Le programme Artemis vise à établir une présence humaine durable sur la Lune d’ici 2028. Artemis II est conçu comme un vol de dix jours autour de la Lune, servant de test crucial de tous les systèmes avant la mission Artemis III, qui fera atterrir des astronautes sur la surface lunaire.

La fusée Space Launch System (SLS) et le vaisseau spatial Orion de la mission ont déjà été déplacés vers la rampe de lancement du Kennedy Space Center en Floride. Le SLS mesure 322 pieds de haut – plus haut que la Statue de la Liberté – et subira une « répétition générale humide » rigoureuse avant son lancement.

Tests rigoureux en cours

La répétition générale humide démontrera la capacité de la NASA à remplir la fusée de plus de 700 000 gallons de propulseurs cryogéniques, simulant un compte à rebours complet avant le lancement. Le test pourrait s’étendre jusqu’aux premières heures du 1er février, alors que les techniciens vérifient chaque système.

La vague de froid actuelle aux États-Unis est également prise en compte, car la NASA garantit que ses systèmes de contrôle environnemental peuvent maintenir des températures optimales pour les composants sensibles de la fusée.

Relever les défis restants

La NASA travaille sur les dernières vérifications avant vol, notamment en s’attaquant aux niveaux de carbone organique plus élevés que prévu dans le système d’eau potable d’Orion. Ce système fournira de l’eau potable aux quatre astronautes à bord, la pureté est donc essentielle.

L’équipage composé du commandant Reid Wiseman, du pilote Victor Glover, de la spécialiste de mission Christina Koch et de l’astronaute de l’Agence spatiale canadienne Jeremy Hansen a commencé la quarantaine à Houston le 23 janvier pour éviter toute maladie retardant le lancement. Ils devraient arriver en Floride environ six jours avant le lancement prévu.

Une histoire de retards et des perspectives d’avenir

Les vols spatiaux sont rarement fluides. La mission Artemis I a connu des retards en 2022 en raison de problèmes lors des répétitions générales humides, soulignant la complexité inhérente de ces efforts. Alors que la NASA vise un lancement en février, le programme dispose d’une fenêtre s’étendant jusqu’en avril 2026 si des problèmes imprévus surviennent.
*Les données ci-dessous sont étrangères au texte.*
//! Four-character chunk tags

use core::fmt;

use serde::{Deserialize, Deserializer, Serialize, Serializer};

/// Logical four-character chunk tag (`MVER`, `MCNK`, ...).
///
/// Files store tags byte-reversed: logical `MVER` is written as `REVM`. The
/// reversal happens only in [`Tag::from_disk`] and [`Tag::to_disk`]; the rest
/// of the codec works with logical tags exclusively.
#[derive(Clone, Copy, PartialEq, Eq, Hash, PartialOrd, Ord)]
pub struct Tag(pub [u8; 4]);

impl Tag {
    pub const fn new(bytes: &[u8; 4]) -> Self {
        Self(*bytes)
    }

    /// Build a logical tag from the four bytes found on disk.
    pub const fn from_disk(bytes: [u8; 4]) -> Self {
        Self([bytes[3], bytes[2], bytes[1], bytes[0]])
    }

    /// Bytes to write on disk for this tag.
    pub const fn to_disk(self) -> [u8; 4] {
        let b = self.0;
        [b[3], b[2], b[1], b[0]]
    }

    pub const fn bytes(self) -> [u8; 4] {
        self.0
    }

    fn is_printable(self) -> bool {
        self.0.iter().all(|b| b.is_ascii_graphic() || *b == b' ')
    }
}

impl fmt::Display for Tag {
    fn fmt(&self, f: &mut fmt::Formatter<'_>) -> fmt::Result {
        if self.is_printable() {
            for &b in &self.0 {
                write!(f, "{}", b as char)?;
            }
            Ok(())
        } else {
            let [a, b, c, d] = self.0;
            write!(f, "0x{:02X}{:02X}{:02X}{:02X}", a, b, c, d)
        }
    }
}

impl fmt::Debug for Tag {
    fn fmt(&self, f: &mut fmt::Formatter<'_>) -> fmt::Result {
        write!(f, "Tag({})", self)
    }
}

/// Text when printable, raw bytes otherwise
#[derive(Serialize, Deserialize)]
#[serde(untagged)]
enum TagRepr {
    Text(String),
    Bytes([u8; 4]),
}

impl Serialize for Tag {
    fn serialize<S: Serializer>(&self, serializer: S) -> Result<S::Ok, S::Error> {
        if self.is_printable() {
            serializer.serialize_str(&self.to_string())
        } else {
            TagRepr::Bytes(self.0).serialize(serializer)
        }
    }
}

impl<'de> Deserialize<'de> for Tag {
    fn deserialize<D: Deserializer<'de>>(deserializer: D) -> Result<Self, D::Error> {
        match TagRepr::deserialize(deserializer)? {
            TagRepr::Text(text) => {
                let bytes: [u8; 4] = text.as_bytes().try_into().map_err(|_| {
                    serde::de::Error::custom(format!("chunk tag must be 4 bytes, got {:?}", text))
                })?;
                Ok(Tag(bytes))
            }
            TagRepr::Bytes(bytes) => Ok(Tag(bytes)),
        }
    }
}
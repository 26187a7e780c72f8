//! Little-endian writer with reserve-then-patch support

use byteorder::{ByteOrder, LittleEndian};

use crate::chunk::CHUNK_HEADER_SIZE;
use crate::error::{Error, Result};
use crate::tag::Tag;

/// Writer that builds a byte buffer. All writes are little-endian.
///
/// Values that depend on content written later (chunk lengths, forward
/// offsets) are handled by reserving a zero-filled region first and patching
/// it once the content is in place.
#[derive(Debug, Clone, Default)]
pub struct ChunkWriter {
    buf: Vec<u8>,
}

/// Pending chunk whose length field is still a placeholder.
#[derive(Debug)]
#[must_use = "a chunk mark must be closed with ChunkWriter::end_chunk"]
pub struct ChunkMark {
    tag: Tag,
    header_pos: usize,
}

impl ChunkMark {
    pub fn tag(&self) -> Tag {
        self.tag
    }

    /// Position of the chunk's tag in the writer.
    pub fn header_position(&self) -> usize {
        self.header_pos
    }

    /// Position of the first payload byte in the writer.
    pub fn payload_position(&self) -> usize {
        self.header_pos + CHUNK_HEADER_SIZE
    }
}

impl ChunkWriter {
    pub fn new() -> Self {
        Self { buf: Vec::new() }
    }

    pub fn with_capacity(cap: usize) -> Self {
        Self {
            buf: Vec::with_capacity(cap),
        }
    }

    pub fn position(&self) -> usize {
        self.buf.len()
    }

    pub fn as_bytes(&self) -> &[u8] {
        &self.buf
    }

    pub fn into_bytes(self) -> Vec<u8> {
        self.buf
    }

    pub fn write_bytes(&mut self, bytes: &[u8]) {
        self.buf.extend_from_slice(bytes);
    }

    pub fn write_zeros(&mut self, n: usize) {
        self.buf.resize(self.buf.len() + n, 0);
    }

    /// Write a tag in on-disk (reversed) byte order.
    pub fn write_tag(&mut self, tag: Tag) {
        self.buf.extend_from_slice(&tag.to_disk());
    }

    pub fn write_u8(&mut self, v: u8) {
        self.buf.push(v);
    }

    pub fn write_i8(&mut self, v: i8) {
        self.buf.push(v as u8);
    }

    pub fn write_u16(&mut self, v: u16) {
        LittleEndian::write_u16(self.extend(2), v);
    }

    pub fn write_i16(&mut self, v: i16) {
        LittleEndian::write_i16(self.extend(2), v);
    }

    pub fn write_u32(&mut self, v: u32) {
        LittleEndian::write_u32(self.extend(4), v);
    }

    pub fn write_i32(&mut self, v: i32) {
        LittleEndian::write_i32(self.extend(4), v);
    }

    pub fn write_f32(&mut self, v: f32) {
        LittleEndian::write_f32(self.extend(4), v);
    }

    pub fn write_vec3(&mut self, v: [f32; 3]) {
        for c in v {
            self.write_f32(c);
        }
    }

    /// Grow the buffer by `n` zero bytes and return them for filling.
    fn extend(&mut self, n: usize) -> &mut [u8] {
        let pos = self.buf.len();
        self.buf.resize(pos + n, 0);
        &mut self.buf[pos..]
    }

    /// Reserve `n` zero bytes and return their starting position.
    pub fn reserve(&mut self, n: usize) -> usize {
        let pos = self.buf.len();
        self.write_zeros(n);
        pos
    }

    /// Patch a u32 at a position previously written or reserved.
    pub fn patch_u32(&mut self, pos: usize, v: u32) {
        LittleEndian::write_u32(&mut self.buf[pos..pos + 4], v);
    }

    /// Overwrite already-written bytes starting at `pos`.
    pub fn patch_bytes(&mut self, pos: usize, bytes: &[u8]) {
        self.buf[pos..pos + bytes.len()].copy_from_slice(bytes);
    }

    /// Start a chunk with a placeholder length.
    pub fn begin_chunk(&mut self, tag: Tag) -> ChunkMark {
        let header_pos = self.buf.len();
        self.write_tag(tag);
        self.write_u32(0);
        ChunkMark { tag, header_pos }
    }

    /// Close a chunk, patching its length to everything written since
    /// `begin_chunk`. Returns the payload length.
    pub fn end_chunk(&mut self, mark: ChunkMark) -> Result<u32> {
        let payload_len = self.buf.len() - mark.payload_position();
        let length = u32::try_from(payload_len).map_err(|_| {
            Error::validation(
                "chunk length",
                format!("chunk {} payload of {} bytes exceeds u32", mark.tag, payload_len),
            )
        })?;
        self.patch_u32(mark.header_pos + 4, length);
        Ok(length)
    }

    /// Write a complete chunk whose payload is already materialized.
    pub fn write_chunk(&mut self, tag: Tag, payload: &[u8]) -> Result<()> {
        let mark = self.begin_chunk(tag);
        self.write_bytes(payload);
        self.end_chunk(mark)?;
        Ok(())
    }

    /// Write a chunk whose payload is produced by `body`.
    pub fn write_chunk_with<F>(&mut self, tag: Tag, body: F) -> Result<u32>
    where
        F: FnOnce(&mut Self) -> Result<()>,
    {
        let mark = self.begin_chunk(tag);
        body(self)?;
        self.end_chunk(mark)
    }
}

/// Convert a buffer position or size to the u32 stored in an offset field.
pub fn offset_u32(value: usize, context: &'static str) -> Result<u32> {
    u32::try_from(value)
        .map_err(|_| Error::validation(context, format!("value {} exceeds u32", value)))
}

#[cfg(test)]
mod tests {
    use super::*;

    #[test]
    fn test_end_chunk_patches_length() {
        let mut writer = ChunkWriter::new();
        let mark = writer.begin_chunk(Tag::new(b"MTEX"));
        writer.write_bytes(b"abc\0");
        assert_eq!(writer.end_chunk(mark).unwrap(), 4);
        assert_eq!(
            writer.as_bytes(),
            &[b'X', b'E', b'T', b'M', 4, 0, 0, 0, b'a', b'b', b'c', 0]
        );
    }

    #[test]
    fn test_nested_chunks() {
        let mut writer = ChunkWriter::new();
        let outer = writer.begin_chunk(Tag::new(b"MOGP"));
        writer.write_u32(7);
        writer
            .write_chunk(Tag::new(b"MOVI"), &[1, 0, 2, 0])
            .unwrap();
        assert_eq!(writer.end_chunk(outer).unwrap(), 4 + 8 + 4);
    }

    #[test]
    fn test_reserve_then_patch() {
        let mut writer = ChunkWriter::new();
        writer.write_u8(0xAA);
        let slot = writer.reserve(4);
        writer.write_u8(0xBB);
        writer.patch_u32(slot, 0x0403_0201);
        assert_eq!(writer.as_bytes(), &[0xAA, 1, 2, 3, 4, 0xBB]);
    }
}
Ce lancement de test est plus qu’un simple compte à rebours ; c’est une validation de décennies d’ingénierie et de planification. En cas de succès, cela marquera une étape importante dans le nouveau voyage de l’humanité vers la Lune, ouvrant la voie à une exploration lunaire à long terme et, à terme, à une présence permanente sur la surface lunaire.